The choice of his next Finance Minister will be the most important decision this Prime Minister in his political life and given current the stakes, his political future, short and long term, depends on getting it right. He can’t get it wrong and there will be no do-overs when it comes to this choice. Replacing an outgoing Canadian Finance Minister is a big choice at the best of times, but these aren’t the best of times. This is a decision that can and will move markets, guide investment and will be judged harshly if it’s messed up.
With Bill Morneau leaving Toronto Centre, there isn’t a better riding in the country to easily parachute a big-name candidate into. With a small geographic footprint and an unusually large number of electors regularly moving in and out of the riding itself, it’s a rare riding where having less community history doesn’t hurt. And with a history of having big name MPs like Bill Graham and Bob Rae before Mr. Morneau, there few safer Liberal seats in Canada. It would be the perfect place to drop in a certain former Bank of Canada governor who spent many years working just outside the riding on Bay Street. Who better to bring into this important role and this important time, the person who has made his professional mission over the past couple of years a green economic transition? Mark Carney’s name makes all the sense in the world and because of the stories circulating about him over the past few weeks, any name short of Carney’s will look minor league, no matter how good or deserving a choice they were.
So tonight as the fireworks start stateside at the Democratic convention start, we all go to bed with our political universe turned upside down with no clear answers as to how it will look tomorrow, let alone a week from now.
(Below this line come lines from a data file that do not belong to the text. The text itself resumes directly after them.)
//! Bot layer - Discord-specific interface, command handling and client lifecycle
//!
//! This module wires the gateway client to the command registry and dispatcher,
//! holds the state shared by all commands, and runs the client until shutdown.

/// Command descriptors and the invocation context passed to actions
pub mod command;
/// Slash command implementations (general and moderation)
pub mod commands;
/// Publishing command schemas to Discord
pub mod deploy;
/// Command routing with per-invocation error isolation
pub mod dispatch;
/// Gateway event handler
pub mod events;
/// Name-keyed command registry
pub mod registry;
/// Interaction responses with reply tracking
pub mod responder;

use crate::{
    config::AppConfig,
    errors::{Error, Result},
    logging,
};
use command::CommandDescriptor;
use poise::serenity_prelude::{self as serenity, ShardId, ShardManager};
use registry::CommandRegistry;
use sea_orm::DatabaseConnection;
use std::{
    sync::{
        Arc, OnceLock,
        atomic::{AtomicBool, Ordering},
    },
    time::{Duration, Instant},
};
use tokio::sync::Notify;
use tracing::{debug, error, info, instrument, warn};

/// How long startup waits for the gateway ready event before warning.
pub const READY_TIMEOUT: Duration = Duration::from_secs(30);

/// Shared data available to all bot commands and event handlers.
///
/// Built once at startup and passed around by reference. The registry is never
/// mutated after construction.
pub struct BotData {
    /// Database connection for all persistence
    pub database: DatabaseConnection,
    /// Validated configuration
    pub config: Arc<AppConfig>,
    /// Every command the bot answers to
    pub registry: CommandRegistry<CommandDescriptor>,
    /// Process start, for uptime
    pub started_at: Instant,
    ready: AtomicBool,
    ready_signal: Notify,
    shard_manager: OnceLock<Arc<ShardManager>>,
}

impl BotData {
    /// Creates the shared state with the given commands.
    #[must_use]
    pub fn new(
        database: DatabaseConnection,
        config: Arc<AppConfig>,
        registry: CommandRegistry<CommandDescriptor>,
    ) -> Self {
        Self {
            database,
            config,
            registry,
            started_at: Instant::now(),
            ready: AtomicBool::new(false),
            ready_signal: Notify::new(),
            shard_manager: OnceLock::new(),
        }
    }

    /// Records that the gateway reported ready and wakes every waiter.
    pub fn mark_ready(&self) {
        self.ready.store(true, Ordering::SeqCst);
        self.ready_signal.notify_waiters();
    }

    /// Whether the ready event has been received.
    #[must_use]
    pub fn is_ready(&self) -> bool {
        self.ready.load(Ordering::SeqCst)
    }

    /// Waits until the ready event arrives, failing after `timeout`.
    pub async fn wait_for_ready(&self, timeout: Duration) -> Result<()> {
        let notified = self.ready_signal.notified();
        if self.is_ready() {
            return Ok(());
        }
        tokio::time::timeout(timeout, notified)
            .await
            .map_err(|_| Error::ReadyTimeout {
                seconds: timeout.as_secs(),
            })
    }

    /// Time since the bot started.
    #[must_use]
    pub fn uptime(&self) -> Duration {
        self.started_at.elapsed()
    }

    /// Stores the client's shard manager. Only the first call has an effect.
    pub fn set_shard_manager(&self, manager: Arc<ShardManager>) {
        if self.shard_manager.set(manager).is_err() {
            debug!("Shard manager already set");
        }
    }

    /// Last heartbeat latency measured on `shard`.
    pub async fn gateway_latency(&self, shard: ShardId) -> Option<Duration> {
        let manager = self.shard_manager.get()?;
        let runners = manager.runners.lock().await;
        runners.get(&shard).and_then(|runner| runner.latency)
    }
}

/// Gateway intents the bot needs: guild and member events, presences for the
/// `serverinfo` online count, message access for `clear`.
#[must_use]
pub fn intents() -> serenity::GatewayIntents {
    serenity::GatewayIntents::GUILDS
        | serenity::GatewayIntents::GUILD_MEMBERS
        | serenity::GatewayIntents::GUILD_PRESENCES
        | serenity::GatewayIntents::GUILD_MESSAGES
        | serenity::GatewayIntents::MESSAGE_CONTENT
}

/// Connects to Discord and runs until the client stops or a shutdown signal arrives.
#[instrument(skip_all)]
pub async fn run_bot(config: Arc<AppConfig>, database: DatabaseConnection) -> Result<()> {
    let registry: CommandRegistry<CommandDescriptor> = commands::all().into_iter().collect();
    info!(count = registry.len(), "Commands registered");

    let data = Arc::new(BotData::new(database, Arc::clone(&config), registry));

    logging::startup("Starting Discord bot...");
    let mut client = serenity::Client::builder(&config.discord_token, intents())
        .event_handler(events::Handler::new(Arc::clone(&data)))
        .await
        .inspect_err(|e| error!("Error creating client: {:?}", e))?;

    let shard_manager = Arc::clone(&client.shard_manager);
    data.set_shard_manager(Arc::clone(&shard_manager));

    let probe = Arc::clone(&data);
    tokio::spawn(async move {
        match probe.wait_for_ready(READY_TIMEOUT).await {
            Ok(()) => debug!("Ready signal received"),
            Err(e) => warn!("{}", e),
        }
    });

    tokio::select! {
        result = client.start() => {
            result.inspect_err(|e| error!("Client error: {:?}", e))?;
        }
        () = shutdown_signal() => {
            logging::shutdown("Shutting down Discord bot...");
            shard_manager.shutdown_all().await;
            info!("Discord client stopped");
        }
    }
    Ok(())
}

/// Resolves on Ctrl-C, or SIGTERM on Unix.
pub async fn shutdown_signal() {
    let ctrl_c = async {
        if let Err(e) = tokio::signal::ctrl_c().await {
            error!("Failed to listen for Ctrl-C: {}", e);
            std::future::pending::<()>().await;
        }
    };

    #[cfg(unix)]
    let terminate = async {
        match tokio::signal::unix::signal(tokio::signal::unix::SignalKind::terminate()) {
            Ok(mut signal) => {
                signal.recv().await;
            }
            Err(e) => {
                error!("Failed to listen for SIGTERM: {}", e);
                std::future::pending::<()>().await;
            }
        }
    };

    #[cfg(not(unix))]
    let terminate = std::future::pending::<()>();

    tokio::select! {
        () = ctrl_c => {}
        () = terminate => {}
    }
}

#[cfg(test)]
mod tests {
    use super::*;
    use crate::test_utils::{setup_test_db, test_config};

    async fn data() -> Result<Arc<BotData>> {
        let db = setup_test_db().await?;
        Ok(Arc::new(BotData::new(
            db,
            Arc::new(test_config()),
            CommandRegistry::new(),
        )))
    }

    #[test]
    fn test_intents_cover_presences_and_members() {
        let intents = intents();
        assert!(intents.contains(serenity::GatewayIntents::GUILD_PRESENCES));
        assert!(intents.contains(serenity::GatewayIntents::GUILD_MEMBERS));
        assert!(intents.contains(serenity::GatewayIntents::MESSAGE_CONTENT));
    }

    #[tokio::test]
    async fn test_wait_for_ready_times_out() -> Result<()> {
        let data = data().await?;
        let result = data.wait_for_ready(Duration::from_millis(20)).await;
        assert!(matches!(result, Err(Error::ReadyTimeout { .. })));
        Ok(())
    }

    #[tokio::test]
    async fn test_wait_for_ready_wakes_on_ready() -> Result<()> {
        let data = data().await?;
        let waiter = {
            let data = Arc::clone(&data);
            tokio::spawn(async move { data.wait_for_ready(Duration::from_secs(5)).await })
        };
        tokio::task::yield_now().await;
        data.mark_ready();

        assert!(waiter.await.is_ok_and(|r| r.is_ok()));
        assert!(data.wait_for_ready(Duration::from_millis(1)).await.is_ok());
        Ok(())
    }

    #[tokio::test]
    async fn test_latency_unknown_without_client() -> Result<()> {
        let data = data().await?;
        assert_eq!(data.gateway_latency(ShardId(0)).await, None);
        Ok(())
    }
}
We have gone from a relatively sleep mid-August evening to a seminal event for the future of not just the Liberals, but the country. Because it’s not like we don’t have anything big riding on this, like recovering from a global pandemic that’s still going with no end in sight and our economy taking serious hits across the board. For everything that he’s done, for everything that he’s promised, Justin Trudeau’s political future and legacy will be written in ink in the next couple of weeks. This resignation ensures that, and the stakes couldn’t be higher.